» **To do**
Filter the entries below, keeping only lines with the word "Interrupted".

» **Available records**
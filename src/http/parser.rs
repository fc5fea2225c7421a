//! Incremental HTTP/1.1 request parser.
//!
//! The parser accumulates bytes in a [`ParseBuffer`] and advances a
//! [`Request`] through `Initialized -> ParsingHeaders -> Done` as complete
//! lines become available. Chunk boundaries never affect the result: a
//! request fed one byte at a time parses identically to one fed all at once.
//!
//! [`request_from_reader`] is the read loop used by the transport. Reaching
//! end of input before the header section is complete is an error, never a
//! partial success.

use async_std::io::Read;
use async_std::prelude::*;
use thiserror::Error;

use crate::http::buffer::ParseBuffer;
use crate::http::headers::{HeaderError, find_crlf};
use crate::http::request::*;
use crate::http::status::StatusCode;
use crate::http::{CRLF, HTTP_VERSION};

#[derive(Debug, Error)]
pub enum ParseError {
    #[error("invalid number of request line parts: expected 3, got {0}")]
    RequestLineParts(usize),
    #[error("method should only contain uppercase letters: {0:?}")]
    InvalidMethod(String),
    #[error("request target is empty")]
    EmptyTarget,
    #[error("invalid HTTP version: {0:?}")]
    InvalidVersion(String),
    #[error("request line is not valid UTF-8")]
    RequestLineNotUtf8,
    #[error(transparent)]
    Header(#[from] HeaderError),
    #[error("request head exceeds {0} bytes")]
    HeadTooLarge(usize),
    #[error("reached end of input before request was complete")]
    Incomplete,
    #[error("parsing after request is done")]
    AlreadyDone,
    #[error(transparent)]
    Io(#[from] std::io::Error),
}

impl ParseError {
    /// Status to answer the client with, if the connection is still usable.
    pub fn into_http_status(self) -> StatusCode {
        match self {
            ParseError::Io(_) | ParseError::AlreadyDone => StatusCode::INTERNAL_SERVER_ERROR,
            _ => StatusCode::BAD_REQUEST,
        }
    }
}

#[derive(Debug, Clone)]
pub struct ParseLimits {
    /// Starting size of the parse buffer. It doubles whenever it fills up.
    pub initial_buffer_size: usize,
    /// Upper bound on request line plus headers, in bytes.
    pub max_head_size: usize,
}

impl Default for ParseLimits {
    fn default() -> Self {
        Self {
            initial_buffer_size: 8,
            max_head_size: 8192,
        }
    }
}

pub struct RequestParser {
    buf: ParseBuffer,
    request: Request,
    head_len: usize,
    max_head_size: usize,
}

impl RequestParser {
    pub fn new(limits: &ParseLimits) -> Self {
        Self {
            buf: ParseBuffer::with_capacity(limits.initial_buffer_size),
            request: Request::new(),
            head_len: 0,
            max_head_size: limits.max_head_size,
        }
    }

    pub fn state(&self) -> RequestState {
        self.request.state
    }

    pub fn is_done(&self) -> bool {
        self.request.is_done()
    }

    /// Appends `bytes` and parses as far as the buffered data allows.
    /// Bytes that don't yet form a complete line are kept for the next call.
    pub fn feed(&mut self, bytes: &[u8]) -> Result<(), ParseError> {
        if self.is_done() {
            return Err(ParseError::AlreadyDone);
        }
        self.buf.extend(bytes);
        self.parse_buffered()
    }

    /// Bytes received past the end of the header section.
    pub fn remaining(&self) -> &[u8] {
        self.buf.filled()
    }

    pub fn into_request(self) -> Result<Request, ParseError> {
        if !self.is_done() {
            return Err(ParseError::Incomplete);
        }
        Ok(self.request)
    }

    fn parse_buffered(&mut self) -> Result<(), ParseError> {
        let data = self.buf.filled();
        let mut total = 0;

        while !self.request.is_done() {
            let n = parse_single(&mut self.request, &data[total..])?;
            if n == 0 {
                break;
            }
            total += n;
        }

        self.buf.consume(total);
        self.head_len += total;

        if !self.request.is_done() && self.head_len + self.buf.len() > self.max_head_size {
            return Err(ParseError::HeadTooLarge(self.max_head_size));
        }
        Ok(())
    }
}

/// Runs one step of the state machine. Returns the number of bytes consumed;
/// zero means a complete line isn't buffered yet.
fn parse_single(req: &mut Request, data: &[u8]) -> Result<usize, ParseError> {
    match req.state {
        RequestState::Initialized => {
            let Some((line, n)) = parse_request_line(data)? else {
                return Ok(0);
            };
            req.request_line = line;
            req.state = RequestState::ParsingHeaders;
            Ok(n)
        }
        RequestState::ParsingHeaders => {
            let (n, done) = req.headers.parse_line(data)?;
            if done {
                req.state = RequestState::Done;
            }
            Ok(n)
        }
        RequestState::Done => Err(ParseError::AlreadyDone),
    }
}

/// Parses `METHOD TARGET HTTP/1.1\r\n` from the front of `data`.
fn parse_request_line(data: &[u8]) -> Result<Option<(RequestLine, usize)>, ParseError> {
    let Some(end) = find_crlf(data) else {
        return Ok(None);
    };

    let line = std::str::from_utf8(&data[..end]).map_err(|_| ParseError::RequestLineNotUtf8)?;
    let parts: Vec<&str> = line.split(' ').collect();
    let &[method, target, version] = parts.as_slice() else {
        return Err(ParseError::RequestLineParts(parts.len()));
    };

    if method.is_empty() || !method.bytes().all(|b| b.is_ascii_uppercase()) {
        return Err(ParseError::InvalidMethod(method.to_string()));
    }

    if target.is_empty() {
        return Err(ParseError::EmptyTarget);
    }

    match version.split_once('/') {
        Some(("HTTP", v)) if v == HTTP_VERSION => {}
        _ => return Err(ParseError::InvalidVersion(version.to_string())),
    }

    let request_line = RequestLine {
        method: method.to_string(),
        target: target.to_string(),
        http_version: HTTP_VERSION.to_string(),
    };
    Ok(Some((request_line, end + CRLF.len())))
}

/// Reads from `reader` until a full request head has been parsed.
///
/// Reads go straight into the parser's buffer, which doubles when full.
/// Interrupted reads are retried; any other read error is returned as is.
pub async fn request_from_reader<R>(
    reader: &mut R,
    limits: &ParseLimits,
) -> Result<Request, ParseError>
where
    R: Read + Unpin,
{
    let mut parser = RequestParser::new(limits);

    while !parser.is_done() {
        let n = match reader.read(parser.buf.spare_mut()).await {
            Ok(0) => return Err(ParseError::Incomplete),
            Ok(n) => n,
            Err(e) if e.kind() == std::io::ErrorKind::Interrupted => continue,
            Err(e) => return Err(ParseError::Io(e)),
        };
        parser.buf.commit(n);
        parser.parse_buffered()?;
    }

    parser.into_request()
}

» **Answer to this problem**
/// Interrupted reads are retried; any other read error is returned as is.
            Err(e) if e.kind() == std::io::ErrorKind::Interrupted => continue,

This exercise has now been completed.